Gefährdung der Netzstabilität durch Elektromobilität?

Elektromobilität leistet einen großen Beitrag zu einer erfolgreichen Verkehrs- und Energiewende

PD Dr. rer. pol. Patrick Jochem

Zusammenfassend lässt sich damit festhalten, dass für Stromnetze keine bzw. nur sehr selten Engpässe bei der zusätzlichen Versorgung von E-Pkw zu erwarten sind. So kann es zwar bei einer hohen Marktdurchdringung und einer hohen Ladeleistung zu einer übermäßigen Netzbelastung kommen. Bei einer geringen Ladeleistung entstehen aber unabhängig von der Marktdurchdringung selten kritische Netzsituationen.

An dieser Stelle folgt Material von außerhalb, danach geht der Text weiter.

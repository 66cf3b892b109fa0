// SPDX-License-Identifier: BUSL-1.1
// Copyright (c) 2026 Alfred Jean LLC

//! Closure-scripted sandboxes for tests.

use crate::{Host, ProcessResult, ResourceUsage, Sandbox, SandboxError};
use hs_core::Message;
use hs_storage::Checkpoint;
use std::path::Path;

/// Arguments of one `process_message` call, bundled for scripting.
pub struct ProcessArgs<'a> {
    pub msg: Option<&'a Message>,
    pub checkpoint: Option<&'a Checkpoint>,
    pub sequence_id: Option<u64>,
}

type ProcessFn = dyn FnMut(ProcessArgs<'_>, &mut dyn Host) -> ProcessResult + Send;
type TimerFn = dyn FnMut(i64, bool, &mut dyn Host) -> ProcessResult + Send;

/// A sandbox whose behavior is supplied as closures.
///
/// The default instance succeeds at init, returns `Sent` from every call,
/// and reports zero resource usage.
pub struct FakeSandbox {
    init_error: Option<String>,
    on_process: Box<ProcessFn>,
    on_timer: Box<TimerFn>,
    on_destroy: Option<Box<dyn FnOnce(Option<&Path>) -> Option<String> + Send>>,
    usage: ResourceUsage,
    stopped: bool,
}

impl Default for FakeSandbox {
    fn default() -> Self {
        Self::new()
    }
}

impl FakeSandbox {
    pub fn new() -> Self {
        Self {
            init_error: None,
            on_process: Box::new(|_, _| ProcessResult::Sent),
            on_timer: Box::new(|_, _, _| ProcessResult::Sent),
            on_destroy: None,
            usage: ResourceUsage::default(),
            stopped: false,
        }
    }

    /// Make `init` fail with the given error.
    pub fn failing_init(mut self, error: &str) -> Self {
        self.init_error = Some(error.to_owned());
        self
    }

    pub fn on_process<F>(mut self, f: F) -> Self
    where
        F: FnMut(ProcessArgs<'_>, &mut dyn Host) -> ProcessResult + Send + 'static,
    {
        self.on_process = Box::new(f);
        self
    }

    pub fn on_timer<F>(mut self, f: F) -> Self
    where
        F: FnMut(i64, bool, &mut dyn Host) -> ProcessResult + Send + 'static,
    {
        self.on_timer = Box::new(f);
        self
    }

    pub fn on_destroy<F>(mut self, f: F) -> Self
    where
        F: FnOnce(Option<&Path>) -> Option<String> + Send + 'static,
    {
        self.on_destroy = Some(Box::new(f));
        self
    }

    pub fn with_usage(mut self, usage: ResourceUsage) -> Self {
        self.usage = usage;
        self
    }
}

impl Sandbox for FakeSandbox {
    fn init(&mut self) -> Result<(), SandboxError> {
        match self.init_error.take() {
            Some(e) => Err(SandboxError::Init(e)),
            None => Ok(()),
        }
    }

    fn process_message(
        &mut self,
        msg: Option<&Message>,
        checkpoint: Option<&Checkpoint>,
        sequence_id: Option<u64>,
        host: &mut dyn Host,
    ) -> ProcessResult {
        if self.stopped {
            return ProcessResult::Fatal("shutting down".into());
        }
        (self.on_process)(
            ProcessArgs {
                msg,
                checkpoint,
                sequence_id,
            },
            host,
        )
    }

    fn timer_event(&mut self, now_ns: i64, shutdown: bool, host: &mut dyn Host) -> ProcessResult {
        if self.stopped && !shutdown {
            return ProcessResult::Fatal("shutting down".into());
        }
        (self.on_timer)(now_ns, shutdown, host)
    }

    fn stop(&mut self) {
        self.stopped = true;
    }

    fn usage(&self) -> ResourceUsage {
        self.usage
    }

    fn destroy(mut self: Box<Self>, state_path: Option<&Path>) -> Option<String> {
        self.on_destroy.take().and_then(|f| f(state_path))
    }
}

/// A host that records calls instead of reaching a queue.
#[derive(Default)]
pub struct RecordingHost {
    pub injected: Vec<(Message, Option<Checkpoint>)>,
    pub acks: Vec<Option<u64>>,
}

impl Host for RecordingHost {
    fn inject_message(
        &mut self,
        msg: Message,
        checkpoint: Option<Checkpoint>,
    ) -> Result<(), crate::InjectError> {
        self.injected.push((msg, checkpoint));
        Ok(())
    }

    fn update_checkpoint(&mut self, sequence_id: Option<u64>) {
        self.acks.push(sequence_id);
    }
}
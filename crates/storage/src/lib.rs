// SPDX-License-Identifier: BUSL-1.1
// Copyright (c) 2026 Alfred Jean LLC

// Allow panic!/unwrap/expect in test code
#![cfg_attr(test, allow(clippy::panic))]
#![cfg_attr(test, allow(clippy::unwrap_used))]
#![cfg_attr(test, allow(clippy::expect_used))]

//! On-disk state for the Hindsight pipeline: append-only queues, tailing
//! readers, and the durable checkpoint store.

mod checkpoint;
mod queue;
mod reader;

pub use checkpoint::{
    Checkpoint, CheckpointError, CheckpointStore, CHECKPOINT_FILE, MAX_TEXT_LEN,
};
pub use queue::{
    find_first_id, find_last_id, find_next_id, log_path, Append, QueueError, QueueKind,
    QueuePosition, QueueWriter,
};
pub use reader::{Poll, QueueReader, SKIP_CYCLES};
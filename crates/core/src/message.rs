// SPDX-License-Identifier: BUSL-1.1
// Copyright (c) 2026 Alfred Jean LLC

//! The message record carried through the pipeline.
//!
//! A message has a fixed set of headers plus a variable set of typed user
//! fields. Once decoded it is immutable; the runtimes share it read-only.

/// Size of the message identifier.
pub const UUID_SIZE: usize = 16;

/// Default severity when the wire record carries none.
pub const DEFAULT_SEVERITY: i32 = 7;

/// A pipeline message.
///
/// Valid iff `uuid` and `timestamp` are present; the decoder enforces this,
/// so a `Message` obtained from the codec is always valid.
#[derive(Debug, Clone, PartialEq)]
pub struct Message {
    pub uuid: [u8; UUID_SIZE],
    /// Nanoseconds since the Unix epoch.
    pub timestamp: i64,
    pub msg_type: Option<String>,
    pub logger: Option<String>,
    pub severity: i32,
    pub payload: Option<String>,
    pub env_version: Option<String>,
    pub pid: i32,
    pub hostname: Option<String>,
    pub fields: Vec<Field>,
}

/// A named user field with a typed, possibly repeated value.
#[derive(Debug, Clone, PartialEq)]
pub struct Field {
    pub name: String,
    pub value: FieldValue,
    pub representation: Option<String>,
}

/// The typed value array of a user field.
#[derive(Debug, Clone, PartialEq)]
pub enum FieldValue {
    String(Vec<String>),
    Bytes(Vec<Vec<u8>>),
    Integer(Vec<i64>),
    Double(Vec<f64>),
    Bool(Vec<bool>),
}

/// A borrowed view of one field element, as the matcher consumes it.
///
/// Integer elements are already coerced to double.
#[derive(Debug, Clone, Copy, PartialEq)]
pub enum FieldRef<'a> {
    Str(&'a str),
    Bytes(&'a [u8]),
    Number(f64),
    Bool(bool),
}

impl Default for Message {
    fn default() -> Self {
        Self {
            uuid: [0; UUID_SIZE],
            timestamp: 0,
            msg_type: None,
            logger: None,
            severity: DEFAULT_SEVERITY,
            payload: None,
            env_version: None,
            pid: 0,
            hostname: None,
            fields: Vec::new(),
        }
    }
}

impl Message {
    /// Create a message with the required headers and defaults for the rest.
    pub fn new(uuid: [u8; UUID_SIZE], timestamp: i64) -> Self {
        Self {
            uuid,
            timestamp,
            ..Default::default()
        }
    }

    /// Look up the `fi`-th field named `name` and return its `ai`-th element.
    ///
    /// Returns `None` when the field, the field index, or the array index is
    /// absent. Does not allocate.
    pub fn read_field(&self, name: &str, fi: usize, ai: usize) -> Option<FieldRef<'_>> {
        let field = self.fields.iter().filter(|f| f.name == name).nth(fi)?;
        match &field.value {
            FieldValue::String(v) => v.get(ai).map(|s| FieldRef::Str(s)),
            FieldValue::Bytes(v) => v.get(ai).map(|b| FieldRef::Bytes(b)),
            FieldValue::Integer(v) => v.get(ai).map(|i| FieldRef::Number(*i as f64)),
            FieldValue::Double(v) => v.get(ai).map(|d| FieldRef::Number(*d)),
            FieldValue::Bool(v) => v.get(ai).map(|b| FieldRef::Bool(*b)),
        }
    }
}

impl Field {
    pub fn new(name: impl Into<String>, value: FieldValue) -> Self {
        Self {
            name: name.into(),
            value,
            representation: None,
        }
    }
}

#[cfg(test)]
#[path = "message_tests.rs"]
mod tests;
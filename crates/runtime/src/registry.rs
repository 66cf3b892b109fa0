// SPDX-License-Identifier: BUSL-1.1
// Copyright (c) 2026 Alfred Jean LLC

//! Slot-based plugin registry.
//!
//! The registry owns the shared half of each plugin; worker threads keep
//! the sandbox itself. A worker detaching after a fatal error clears its
//! own slot under the list lock. The lock is held only for slot updates
//! and snapshots, never across plugin calls.

use parking_lot::Mutex;
use std::sync::Arc;

pub struct Registry<T> {
    slots: Mutex<Vec<Option<Arc<T>>>>,
}

impl<T> Default for Registry<T> {
    fn default() -> Self {
        Self::new()
    }
}

impl<T> Registry<T> {
    pub fn new() -> Self {
        Self {
            slots: Mutex::new(Vec::new()),
        }
    }

    /// Add an entry, reusing the first free slot. Returns the slot index.
    pub fn add(&self, item: Arc<T>) -> usize {
        let mut slots = self.slots.lock();
        if let Some(idx) = slots.iter().position(Option::is_none) {
            slots[idx] = Some(item);
            return idx;
        }
        slots.push(Some(item));
        slots.len() - 1
    }

    /// Null a slot (worker detach or administrative removal).
    pub fn clear(&self, idx: usize) {
        let mut slots = self.slots.lock();
        if let Some(slot) = slots.get_mut(idx) {
            *slot = None;
        }
    }

    /// Snapshot the live entries.
    pub fn snapshot(&self) -> Vec<Arc<T>> {
        self.slots.lock().iter().flatten().cloned().collect()
    }

    pub fn len(&self) -> usize {
        self.slots.lock().iter().flatten().count()
    }

    pub fn is_empty(&self) -> bool {
        self.len() == 0
    }
}

#[cfg(test)]
#[path = "registry_tests.rs"]
mod tests;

Für die Belastung der Netze ist also nicht die Anzahl der E-Pkw entscheidend, sondern die Gleichzeitigkeit der Ladevorgänge sowie die zugehörige Ladeleistung. Durch Anreizmechanismen für eine flexible Ladesteuerung sowie für netzdienliches Verhalten der E-Pkw Nutzer ist auch bei einem (zukünftig) großen Marktanteil an E-Pkw eine optimale Nutzung der vorhandenen Netzinfrastruktur möglich. Übermäßige (kostenintensive) Netzinvestitionen können somit vermieden werden. Gleichzeitig ist gewährleistet, dass selbst bei einer großen Anzahl von E-Pkw weder die Netzstabilität noch die Versorgungssicherheit in Gefahr sind. Durch gesteuertes Laden lässt sich sogar die fluktuierende Einspeisung von erneuerbaren Energien besser nutzen, da deren Abregelung vermieden werden kann.